Genomic Analysis into Transcriptional Regulation of Cell Identity - Project Summary/Abstract
Every single cell in an organism has almost the exact same genomic information, yet cells in the body
develop into vastly different cell identities. For example, how does one cell become a liver cell and
another cell become a skin cell? This terminal differentiation into distinct cell types is due to correct
transcriptional regulation for that cell type. Transcription factors (TFs) are regulatory proteins that bind
to specific sequences of DNA, response elements, to turn on or off genes for that cell type. Throughout
development, TFs navigate the chromatin landscape of the cell and bind response elements,
integrating physiological and gene-specific cues, directing precise gene regulatory networks.

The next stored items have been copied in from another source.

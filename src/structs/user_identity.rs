use chrono::{DateTime, Utc};
use serde::{Deserialize, Serialize};

#[derive(Debug, Clone, PartialEq, Eq, Serialize, Deserialize)]
pub struct UserIdentity {
    pub uid: String,
    pub email: String,
    #[serde(default)]
    pub display_name: Option<String>,
    #[serde(default)]
    pub photo_url: Option<String>,
    pub created_at: DateTime<Utc>,
    pub last_sign_in_at: DateTime<Utc>,
}

#[derive(Debug, Clone, PartialEq, Eq)]
pub struct SignInRequest {
    pub email: String,
    pub display_name: Option<String>,
    pub photo_url: Option<String>,
}

impl SignInRequest {
    pub fn new(email: impl Into<String>) -> Self {
        Self {
            email: email.into(),
            display_name: None,
            photo_url: None,
        }
    }
}
use serde::{Deserialize, Serialize};
use crate::structs::config::ai_config::AiConfig;
use crate::structs::config::editor_config::EditorConfig;
use crate::structs::config::storage_config::StorageConfig;

#[derive(Debug, Deserialize, Serialize, Clone, Default, PartialEq)]
pub struct Config {
    #[serde(default)]
    pub ai: AiConfig,

    #[serde(default)]
    pub storage: StorageConfig,

    #[serde(default)]
    pub editor: EditorConfig,
}
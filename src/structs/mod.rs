pub mod ai;
pub mod analysis_request;
pub mod analysis_result;
pub mod cli;
pub mod config;
pub mod user_identity;
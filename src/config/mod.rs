pub mod config_manager;
pub mod constants;
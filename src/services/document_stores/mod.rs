pub mod file_document_store;
pub mod memory_document_store;

use crate::errors::{SnippetError, SnippetResult};

/// Collection and document ids become path segments; reject anything that could escape the root.
pub(crate) fn validate_segment(field: &str, value: &str) -> SnippetResult<()> {
    if value.is_empty() || value == "." || value == ".." || value.contains(['/', '\\']) {
        return Err(SnippetError::validation_error(
            field,
            value,
            "must be a non-empty name without path separators",
            None,
        ));
    }
    Ok(())
}

#[cfg(test)]
mod tests {
    use super::validate_segment;

    #[test]
    fn accepts_plain_names() {
        assert!(validate_segment("collection", "test").is_ok());
        assert!(validate_segment("document_id", "3f2c-user_01").is_ok());
    }

    #[test]
    fn rejects_traversal_and_separators() {
        for bad in ["", ".", "..", "a/b", "..\\up", "/abs"] {
            assert!(validate_segment("document_id", bad).is_err(), "accepted {bad:?}");
        }
    }
}
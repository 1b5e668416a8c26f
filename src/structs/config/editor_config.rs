use serde::{Deserialize, Serialize};
use crate::helpers::config_helper::ConfigHelper;

#[derive(Debug, Deserialize, Serialize, Clone, PartialEq, Eq)]
pub struct EditorConfig {
    #[serde(default = "ConfigHelper::default_language")]
    pub default_language: String,
}

impl Default for EditorConfig {
    fn default() -> Self {
        Self {
            default_language: ConfigHelper::default_language(),
        }
    }
}
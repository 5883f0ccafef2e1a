#![allow(dead_code)]

use std::collections::HashMap;
use std::sync::atomic::{AtomicUsize, Ordering};
use std::sync::Arc;
use std::time::Duration;

use async_trait::async_trait;
use chrono::{DateTime, TimeZone, Utc};
use parking_lot::Mutex;
use serde_json::{json, Value};
use tokio::sync::mpsc;

use pagearchive::engine::{
    js_string, ClipRect, Cookie, Engine, EventReceiver, EventSender, LoadStatus, PageEvent,
    ReplyMeta, ReplyStage, RequestMeta,
};
use pagearchive::{CaptureConfig, CaptureSession, EngineError, OpenOptions};

pub const ADDRESS: &str = "http://fake.test/";

pub fn at(ms: i64) -> DateTime<Utc> {
    Utc.timestamp_millis_opt(1_700_000_000_000 + ms).unwrap()
}

pub fn requested(id: &str, url: &str, ms: i64) -> PageEvent {
    PageEvent::ResourceRequested {
        id: id.into(),
        request: RequestMeta {
            method: "GET".into(),
            url: url.into(),
            time: at(ms),
            headers: vec![],
        },
    }
}

pub fn reply(id: &str, stage: ReplyStage, ms: i64) -> PageEvent {
    PageEvent::ResourceReply {
        id: id.into(),
        stage: Some(stage),
        reply: Some(ReplyMeta {
            status: 200,
            status_text: "OK".into(),
            headers: vec![],
            content_type: Some("text/html".into()),
            body_size: Some(100),
            time: at(ms),
        }),
    }
}

/// Request plus both reply stages, all at `ms`.
pub fn completed(id: &str, url: &str, ms: i64) -> Vec<PageEvent> {
    vec![
        requested(id, url, ms),
        reply(id, ReplyStage::Start, ms + 5),
        reply(id, ReplyStage::End, ms + 10),
    ]
}

/// A scripted engine. Events are emitted at fixed offsets after `open` is
/// called; everything runs on tokio's clock so tests can pause it.
pub struct FakeEngine {
    tx: EventSender,
    open_after: Duration,
    open_status: LoadStatus,
    timeline: Mutex<Vec<(Duration, PageEvent)>>,
    render_delay: Duration,
    stuck_scroll_read: Option<usize>,
    scroll_reads: AtomicUsize,
    elements: HashMap<String, ClipRect>,
    renders: Mutex<Vec<Option<ClipRect>>>,
    viewports: Mutex<Vec<(u32, u32)>>,
}

impl FakeEngine {
    pub fn new() -> (Self, EventReceiver) {
        let (tx, rx) = mpsc::unbounded_channel();
        let engine = Self {
            tx,
            open_after: Duration::from_millis(100),
            open_status: LoadStatus::Success,
            timeline: Mutex::new(Vec::new()),
            render_delay: Duration::ZERO,
            stuck_scroll_read: None,
            scroll_reads: AtomicUsize::new(0),
            elements: HashMap::new(),
            renders: Mutex::new(Vec::new()),
            viewports: Mutex::new(Vec::new()),
        };
        (engine, rx)
    }

    pub fn open_status(mut self, status: LoadStatus) -> Self {
        self.open_status = status;
        self
    }

    pub fn render_delay(mut self, delay: Duration) -> Self {
        self.render_delay = delay;
        self
    }

    /// The `n`th scroll offset read (1-based) never returns.
    pub fn stuck_scroll_read(mut self, n: usize) -> Self {
        self.stuck_scroll_read = Some(n);
        self
    }

    pub fn sender(&self) -> EventSender {
        self.tx.clone()
    }

    pub fn element(mut self, selector: &str, rect: ClipRect) -> Self {
        self.elements.insert(selector.to_string(), rect);
        self
    }

    /// Schedules `events` at `ms` after open is called.
    pub fn events_at(self, ms: u64, events: Vec<PageEvent>) -> Self {
        {
            let mut timeline = self.timeline.lock();
            for event in events {
                timeline.push((Duration::from_millis(ms), event));
            }
        }
        self
    }

    pub fn renders(&self) -> Vec<Option<ClipRect>> {
        self.renders.lock().clone()
    }

    pub fn viewports(&self) -> Vec<(u32, u32)> {
        self.viewports.lock().clone()
    }
}

#[async_trait]
impl Engine for FakeEngine {
    async fn open(&self, _address: &str, _options: &OpenOptions) -> Result<LoadStatus, EngineError> {
        let _ = self.tx.send(PageEvent::LoadStarted { at: at(0) });
        let timeline = std::mem::take(&mut *self.timeline.lock());
        let tx = self.tx.clone();
        tokio::spawn(async move {
            let start = tokio::time::Instant::now();
            for (offset, event) in timeline {
                tokio::time::sleep_until(start + offset).await;
                let _ = tx.send(event);
            }
        });
        tokio::time::sleep(self.open_after).await;
        Ok(self.open_status)
    }

    async fn evaluate(&self, script: &str) -> Result<Value, EngineError> {
        if script.contains("document.title") {
            return Ok(json!("\"Fake page\""));
        }
        if script.contains("scrollHeight") {
            return Ok(json!("2400"));
        }
        if script.contains("scrollY") {
            let read = self.scroll_reads.fetch_add(1, Ordering::SeqCst) + 1;
            if self.stuck_scroll_read == Some(read) {
                std::future::pending::<()>().await;
            }
            return Ok(json!("0"));
        }
        if script.contains("offsetParent") {
            let map = json!([
                {"location": {"top": 10.0, "left": 10.0, "width": 50.0, "height": 12.0}, "href": "http://fake.test/next"}
            ]);
            return Ok(Value::String(map.to_string()));
        }
        if script.contains("querySelector") {
            for (selector, rect) in &self.elements {
                if script.contains(&js_string(selector)) {
                    return Ok(Value::String(serde_json::to_string(rect)?));
                }
            }
            return Ok(json!("null"));
        }
        if script.starts_with("window.scrollTo") {
            return Ok(Value::Bool(true));
        }
        Err(EngineError::Evaluation(format!("unexpected script: {}", script)))
    }

    async fn set_viewport(&self, width: u32, height: u32) -> Result<(), EngineError> {
        self.viewports.lock().push((width, height));
        Ok(())
    }

    async fn scroll_to(&self, _top: f64, _left: f64) -> Result<(), EngineError> {
        Ok(())
    }

    async fn render_region(&self, clip: Option<ClipRect>) -> Result<Vec<u8>, EngineError> {
        if !self.render_delay.is_zero() {
            tokio::time::sleep(self.render_delay).await;
        }
        self.renders.lock().push(clip);
        Ok(b"\x89PNG fake".to_vec())
    }

    async fn content(&self) -> Result<String, EngineError> {
        Ok("<html><head><title>Fake page</title></head><body>ok</body></html>".into())
    }

    async fn url(&self) -> Result<String, EngineError> {
        Ok(ADDRESS.into())
    }

    async fn cookies(&self) -> Result<Vec<Cookie>, EngineError> {
        Ok(vec![Cookie {
            name: "session".into(),
            value: "abc".into(),
            domain: "fake.test".into(),
            path: "/".into(),
            secure: false,
            http_only: true,
            expires: None,
        }])
    }
}

pub fn config(quiet_ms: u64, deadline_ms: u64) -> CaptureConfig {
    CaptureConfig {
        quiet_period: Duration::from_millis(quiet_ms),
        hard_deadline: Duration::from_millis(deadline_ms),
        ..CaptureConfig::default()
    }
}

pub fn session(engine: Arc<FakeEngine>, config: CaptureConfig, selectors: &[&str]) -> CaptureSession {
    CaptureSession::new(
        engine,
        config,
        ADDRESS,
        OpenOptions::default(),
        selectors.iter().map(|s| s.to_string()).collect(),
    )
}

Critical to
TF action is recognition of the correct response element and subsequent regulation to its appropriate
target gene, while not affecting the neighboring genes’ regulation. However, how a TF recognizes the
correct response element and target gene is not well understood. Mutations in TFs and their response
elements result in a wide array of human diseases, thus understanding these basic mechanisms of
transcription factor fidelity is critical to our understanding of human health. Our long-term goal is to
characterize the mechanism of TF response element recognition and target gene recognition in
dinstinct cell types. C. elegans provides a unique opportunity to study TF regulation due to its
compact genome. Intergenic distance in C. elegans is on average 2 Kbp, which allows for easier
correlation of response element to target gene due to the reduced genomic complexity while likely
requiring efficient mechanism to shield aberrant TF action. In this proposal we use a well-studied
nuclear hormone receptor, NHR-25, with two mammalian orthologs, NR5A1/SF-1 and NR5A2/SF-2, to
interrogate TF binding and cell-type specific target gene regulation. We will do so through a
combination of genomic and genetic techniques, exploiting new genome editing methods, chromatin
binding assays, and unique genomic features of C. elegans. These experiments will provide insight into
how TFs recognize their response element and target gene while training undergraduate scientists in
cutting-edge, genomic techniques.